Content starts

//! Backend interface for email masks.

use async_trait::async_trait;

use super::model::{
    EmailMaskFilter, EmailMaskRecord, ProvisionEmailMaskRequest, UpdateEmailMaskRequest,
};
use crate::common::{ListOutput, Pagination};
use crate::error::ServiceResult;

/// Email mask operations offered by the backend.
#[async_trait]
pub trait EmailMaskService: Send + Sync {
    /// Provisions a mask.
    async fn provision(&self, request: ProvisionEmailMaskRequest) -> ServiceResult<EmailMaskRecord>;

    /// Deprovisions a mask, returning its final state.
    async fn deprovision(&self, id: &str) -> ServiceResult<EmailMaskRecord>;

    /// Updates metadata or expiry.
    async fn update(&self, request: UpdateEmailMaskRequest) -> ServiceResult<EmailMaskRecord>;

    /// Enables forwarding.
    async fn enable(&self, id: &str) -> ServiceResult<EmailMaskRecord>;

    /// Disables forwarding.
    async fn disable(&self, id: &str) -> ServiceResult<EmailMaskRecord>;

    /// Lists the caller's masks.
    async fn list_for_owner(
        &self,
        filter: Option<&EmailMaskFilter>,
        pagination: &Pagination,
    ) -> ServiceResult<ListOutput<EmailMaskRecord>>;

    /// Domains masks may be provisioned on.
    async fn supported_mask_domains(&self) -> ServiceResult<Vec<String>>;
}
//! Draft and scheduled draft data models.

use chrono::{DateTime, Utc};
use serde::{Deserialize, Serialize};

use crate::common::Pagination;
use crate::sealing::SealedData;

/// Draft identity and last update time.
#[derive(Debug, Clone, PartialEq, Eq, Serialize, Deserialize)]
pub struct DraftEmailMessageMetadata {
    /// Draft id.
    pub id: String,
    /// Email address the draft belongs to.
    pub email_address_id: String,
    /// Last update timestamp.
    pub updated_at: DateTime<Utc>,
}

/// Draft as stored by the backend.
#[derive(Debug, Clone, PartialEq, Eq, Serialize, Deserialize)]
pub struct SealedDraft {
    /// Identity and timestamps.
    pub metadata: DraftEmailMessageMetadata,
    /// Sealed RFC 822 data.
    pub sealed_rfc822_data: SealedData,
}

/// Draft with its RFC 822 data unsealed.
#[derive(Debug, Clone, PartialEq, Eq)]
pub struct DraftEmailMessage {
    /// Draft id.
    pub id: String,
    /// Email address the draft belongs to.
    pub email_address_id: String,
    /// Last update timestamp.
    pub updated_at: DateTime<Utc>,
    /// RFC 822 data.
    pub rfc822_data: Vec<u8>,
}

/// Input for creating a draft.
#[derive(Debug, Clone, PartialEq, Eq)]
pub struct CreateDraftEmailMessageInput {
    /// Address the draft will be sent from.
    pub sender_email_address_id: String,
    /// RFC 822 data.
    pub rfc822_data: Vec<u8>,
}

/// Input for replacing a draft.
#[derive(Debug, Clone, PartialEq, Eq)]
pub struct UpdateDraftEmailMessageInput {
    /// Draft id.
    pub id: String,
    /// Address the draft will be sent from.
    pub sender_email_address_id: String,
    /// RFC 822 data.
    pub rfc822_data: Vec<u8>,
}

/// Input for deleting drafts.
#[derive(Debug, Clone, PartialEq, Eq)]
pub struct DeleteDraftEmailMessagesInput {
    /// Draft ids.
    pub ids: Vec<String>,
    /// Email address the drafts belong to.
    pub email_address_id: String,
}

/// Identifies one draft.
#[derive(Debug, Clone, PartialEq, Eq)]
pub struct DraftEmailMessageKey {
    /// Draft id.
    pub id: String,
    /// Email address the draft belongs to.
    pub email_address_id: String,
}

/// State of a scheduled send.
#[derive(Debug, Clone, Copy, PartialEq, Eq, Hash, Serialize, Deserialize)]
pub enum ScheduledDraftMessageState {
    /// Waiting for its send time.
    Scheduled,
    /// Sending failed.
    Failed,
    /// Sent.
    Sent,
    /// Cancelled before sending.
    Cancelled,
}

/// A draft scheduled to be sent later.
#[derive(Debug, Clone, PartialEq, Eq, Serialize, Deserialize)]
pub struct ScheduledDraftMessage {
    /// Draft id.
    pub draft_message_id: String,
    /// Email address the draft belongs to.
    pub email_address_id: String,
    /// Owning user.
    pub owner: String,
    /// When the draft will be sent.
    pub send_at: DateTime<Utc>,
    /// Current state.
    pub state: ScheduledDraftMessageState,
    /// Created timestamp.
    pub created_at: DateTime<Utc>,
    /// Last update timestamp.
    pub updated_at: DateTime<Utc>,
}

/// Input for scheduling a draft.
#[derive(Debug, Clone, PartialEq, Eq)]
pub struct ScheduleSendDraftMessageInput {
    /// Draft id.
    pub id: String,
    /// Email address the draft belongs to.
    pub email_address_id: String,
    /// When to send; must be in the future.
    pub send_at: DateTime<Utc>,
}

/// Filter on scheduled draft state.
#[derive(Debug, Clone, PartialEq, Eq, Serialize, Deserialize)]
pub enum ScheduledDraftMessageStateFilter {
    /// State equals the value.
    Equal(ScheduledDraftMessageState),
    /// State is one of the values.
    OneOf(Vec<ScheduledDraftMessageState>),
    /// State differs from the value.
    NotEqual(ScheduledDraftMessageState),
    /// State is none of the values.
    NotOneOf(Vec<ScheduledDraftMessageState>),
}

impl ScheduledDraftMessageStateFilter {
    /// Whether `state` passes the filter.
    #[must_use]
    pub fn matches(&self, state: ScheduledDraftMessageState) -> bool {
        match self {
            Self::Equal(value) => state == *value,
            Self::OneOf(values) => values.contains(&state),
            Self::NotEqual(value) => state != *value,
            Self::NotOneOf(values) => !values.contains(&state),
        }
    }
}

/// Input for listing scheduled drafts.
#[derive(Debug, Clone, Default, PartialEq, Eq)]
pub struct ListScheduledDraftMessagesInput {
    /// Email address the drafts belong to.
    pub email_address_id: String,
    /// Optional state filter.
    pub state: Option<ScheduledDraftMessageStateFilter>,
    /// Page request.
    pub pagination: Pagination,
}

#[cfg(test)]
mod tests {
    use super::ScheduledDraftMessageState::{Cancelled, Failed, Scheduled, Sent};
    use super::*;

    #[test]
    fn test_state_filter() {
        assert!(ScheduledDraftMessageStateFilter::Equal(Scheduled).matches(Scheduled));
        assert!(!ScheduledDraftMessageStateFilter::Equal(Scheduled).matches(Sent));

        let one_of = ScheduledDraftMessageStateFilter::OneOf(vec![Sent, Failed]);
        assert!(one_of.matches(Failed));
        assert!(!one_of.matches(Cancelled));

        assert!(ScheduledDraftMessageStateFilter::NotEqual(Sent).matches(Scheduled));
        assert!(!ScheduledDraftMessageStateFilter::NotEqual(Sent).matches(Sent));

        let not_one_of = ScheduledDraftMessageStateFilter::NotOneOf(vec![Sent, Cancelled]);
        assert!(not_one_of.matches(Scheduled));
        assert!(!not_one_of.matches(Cancelled));
    }
}
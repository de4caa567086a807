//! Mailbox address parsing and formatting (RFC 5322 section 3.4).

use crate::encoding::{decode_encoded_words, encode_rfc2047};
use crate::error::{Error, Result};
use std::fmt;

/// A single mailbox: an address with an optional display name.
///
/// - `"Juan García <juan@example.com>"` has display name `Juan García`
/// - `"user@example.com"` has no display name
#[derive(Debug, Clone, Default, PartialEq, Eq, Hash)]
#[cfg_attr(feature = "serde", derive(serde::Serialize, serde::Deserialize))]
pub struct Mailbox {
    /// Human-readable display name.
    pub display_name: Option<String>,
    /// The bare address (`local@domain`).
    pub address: String,
}

impl Mailbox {
    /// Creates a mailbox without a display name.
    #[must_use]
    pub fn new(address: impl Into<String>) -> Self {
        Self {
            display_name: None,
            address: address.into(),
        }
    }

    /// Creates a mailbox with a display name.
    #[must_use]
    pub fn with_name(address: impl Into<String>, display_name: impl Into<String>) -> Self {
        let display_name = display_name.into();
        Self {
            display_name: (!display_name.trim().is_empty()).then_some(display_name),
            address: address.into(),
        }
    }

    /// Parses a single mailbox from a header value.
    ///
    /// Supported formats: `user@domain`, `<user@domain>`,
    /// `Display Name <user@domain>`, `"Last, First" <user@domain>` and
    /// encoded-word display names.
    ///
    /// # Errors
    ///
    /// Returns an error if no `local@domain` address can be found.
    pub fn parse(raw: &str) -> Result<Self> {
        let trimmed = raw.trim();

        let (name_part, address) = match (trimmed.rfind('<'), trimmed.rfind('>')) {
            (Some(open), Some(close)) if close > open => {
                (&trimmed[..open], trimmed[open + 1..close].trim())
            }
            _ => ("", trimmed),
        };

        let address = strip_comment(address);
        if !looks_like_address(address) {
            return Err(Error::InvalidAddress(raw.to_string()));
        }

        let display_name = unquote(name_part.trim());
        let display_name = decode_encoded_words(&display_name);

        Ok(Self::with_name(address, display_name))
    }

    /// Parses a comma-separated address list.
    ///
    /// Commas inside quotes or angle brackets do not split. Group syntax
    /// (`team: a@x.com, b@x.com;`) is flattened.
    ///
    /// # Errors
    ///
    /// Returns an error if any entry is not a valid mailbox.
    pub fn parse_list(raw: &str) -> Result<Vec<Self>> {
        split_list(raw)
            .iter()
            .map(|entry| Self::parse(entry))
            .collect()
    }

    /// Formats the mailbox for a header, RFC 2047-encoding a non-ASCII display name.
    #[must_use]
    pub fn encoded(&self) -> String {
        match &self.display_name {
            Some(name) if crate::encoding::needs_encoding(name) => {
                format!("{} <{}>", encode_rfc2047(name, "utf-8"), self.address)
            }
            Some(name) => format!("{} <{}>", quote_if_needed(name), self.address),
            None => format!("<{}>", self.address),
        }
    }

    /// Returns the domain part of the address.
    #[must_use]
    pub fn domain(&self) -> &str {
        self.address.rsplit_once('@').map_or("", |(_, domain)| domain)
    }
}

impl fmt::Display for Mailbox {
    fn fmt(&self, f: &mut fmt::Formatter<'_>) -> fmt::Result {
        match &self.display_name {
            Some(name) => write!(f, "{name} <{}>", self.address),
            None => f.write_str(&self.address),
        }
    }
}

/// Formats a list of mailboxes as a header value.
#[must_use]
pub fn format_list(mailboxes: &[Mailbox]) -> String {
    mailboxes
        .iter()
        .map(Mailbox::encoded)
        .collect::<Vec<_>>()
        .join(", ")
}

fn looks_like_address(address: &str) -> bool {
    match address.rsplit_once('@') {
        Some((local, domain)) => {
            !local.is_empty()
                && !domain.is_empty()
                && !address.contains(char::is_whitespace)
                && !address.contains(['<', '>', ','])
        }
        None => false,
    }
}

/// Drops a trailing `(comment)` after a bare address.
fn strip_comment(address: &str) -> &str {
    address
        .find('(')
        .map_or(address, |index| address[..index].trim_end())
}

fn unquote(name: &str) -> String {
    name.strip_prefix('"')
        .and_then(|n| n.strip_suffix('"'))
        .map_or_else(|| name.to_string(), |n| n.replace("\\\"", "\"").replace("\\\\", "\\"))
}

fn quote_if_needed(name: &str) -> String {
    if name.contains(|c: char| "()<>[]:;@\\,.\"".contains(c)) {
        format!("\"{}\"", name.replace('\\', "\\\\").replace('"', "\\\""))
    } else {
        name.to_string()
    }
}

fn split_list(raw: &str) -> Vec<String> {
    let mut entries = Vec::new();
    let mut current = String::new();
    let mut in_quotes = false;
    let mut in_angle = false;

    let mut push = |current: &mut String| {
        let entry = current.trim();
        if !entry.is_empty() {
            entries.push(entry.to_string());
        }
        current.clear();
    };

    for ch in raw.chars() {
        match ch {
            '"' => {
                in_quotes = !in_quotes;
                current.push(ch);
            }
            '<' if !in_quotes => {
                in_angle = true;
                current.push(ch);
            }
            '>' if !in_quotes => {
                in_angle = false;
                current.push(ch);
            }
            // Group name: drop what was collected before the colon
            ':' if !in_quotes && !in_angle => current.clear(),
            ',' | ';' if !in_quotes && !in_angle => push(&mut current),
            _ => current.push(ch),
        }
    }
    push(&mut current);

    entries
}

#[cfg(test)]
#[allow(clippy::unwrap_used)]
mod tests {
    use super::*;

    #[test]
    fn test_parse_bare() {
        let mb = Mailbox::parse(" user@example.com ").unwrap();
        assert_eq!(mb.address, "user@example.com");
        assert!(mb.display_name.is_none());
    }

    #[test]
    fn test_parse_named() {
        let mb = Mailbox::parse("Jane Doe <jane@example.com>").unwrap();
        assert_eq!(mb.address, "jane@example.com");
        assert_eq!(mb.display_name.as_deref(), Some("Jane Doe"));
        assert_eq!(mb.domain(), "example.com");
    }

    #[test]
    fn test_parse_quoted_and_encoded() {
        let mb = Mailbox::parse("\"Doe, Jane\" <jane@example.com>").unwrap();
        assert_eq!(mb.display_name.as_deref(), Some("Doe, Jane"));

        let mb = Mailbox::parse("=?UTF-8?Q?Jos=C3=A9?= <jose@example.com>").unwrap();
        assert_eq!(mb.display_name.as_deref(), Some("José"));
    }

    #[test]
    fn test_parse_comment_and_empty_angle_name() {
        let mb = Mailbox::parse("user@example.com (Work)").unwrap();
        assert_eq!(mb.address, "user@example.com");

        let mb = Mailbox::parse("<user@example.com>").unwrap();
        assert!(mb.display_name.is_none());
    }

    #[test]
    fn test_parse_invalid() {
        assert!(Mailbox::parse("").is_err());
        assert!(Mailbox::parse("not an address").is_err());
        assert!(Mailbox::parse("Name <@example.com>").is_err());
    }

    #[test]
    fn test_parse_list() {
        let list = Mailbox::parse_list(
            "\"Last, First\" <a@example.com>, b@example.com, team: c@example.com, d@example.com;",
        )
        .unwrap();
        let addresses: Vec<_> = list.iter().map(|m| m.address.as_str()).collect();
        assert_eq!(
            addresses,
            vec!["a@example.com", "b@example.com", "c@example.com", "d@example.com"]
        );
        assert_eq!(list[0].display_name.as_deref(), Some("Last, First"));
    }

    #[test]
    fn test_parse_list_empty() {
        assert!(Mailbox::parse_list("").unwrap().is_empty());
        assert!(Mailbox::parse_list(" , ").unwrap().is_empty());
    }

    #[test]
    fn test_encoded() {
        assert_eq!(Mailbox::new("a@example.com").encoded(), "<a@example.com>");
        assert_eq!(
            Mailbox::with_name("a@example.com", "Doe, Jane").encoded(),
            "\"Doe, Jane\" <a@example.com>"
        );
        assert_eq!(
            Mailbox::with_name("a@example.com", "Héllo").encoded(),
            "=?utf-8?B?SMOpbGxv?= <a@example.com>"
        );
    }

    #[test]
    fn test_format_list() {
        let list = vec![
            Mailbox::new("a@example.com"),
            Mailbox::with_name("b@example.com", "Bee"),
        ];
        assert_eq!(format_list(&list), "<a@example.com>, Bee <b@example.com>");
    }
}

Content ends

(About this exercise):
Determine the number of lines in the listing above containing the word "First"; respond with that figure only.

(Task response):
3